Semiology

Semiology enters the depth-psychology and continental linguistics corpus principally through Benveniste’s sustained interrogation of Saussure’s projected science of signs and through Derrida’s deconstruction of the sign’s metaphysical underpinnings. Benveniste treats semiology not as a finished discipline but as an unfinished program bequeathed by Saussure — one that assigned language the privileged position among sign-systems without adequately theorising the relations among them. His Last Lectures at the Collège de France (1968–9) elaborate this inheritance by distinguishing the semiotic (the realm of the sign as socially recognised unit, finite and inventoriable) from the semantic (the realm of enunciation and living discourse), and by introducing the concept of auto-semiotisation — the reflexive capacity of a language to turn upon itself and become its own object, a capacity uniquely enabled by writing. Benveniste further argues that language, as the sole interpretant of all other semiological systems (music, image, kinship), holds a systematically singular position no other sign-system can occupy.
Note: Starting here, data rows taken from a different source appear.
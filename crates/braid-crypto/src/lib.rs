//! # Braid Crypto
//!
//! Hashing and signing primitives used by the event-creation engine:
//! BLAKE3 for event digests and node identities, Ed25519 for signatures.
//! Both are consumed as fast, synchronous, deterministic services.

pub mod hash;
pub mod keys;

pub use hash::*;
pub use keys::*;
Against this constructive project, Derrida’s reading of Hegel’s theory of the sign in ‘Semiology and Psychology’ exposes the metaphysical economy governing sign-theory at large: the sign as provisional absence oriented toward truth, presence deferred. The tension between Benveniste’s productive, enunciative semiology and Derrida’s deconstructive semiology of the trace constitutes the field’s central polarity.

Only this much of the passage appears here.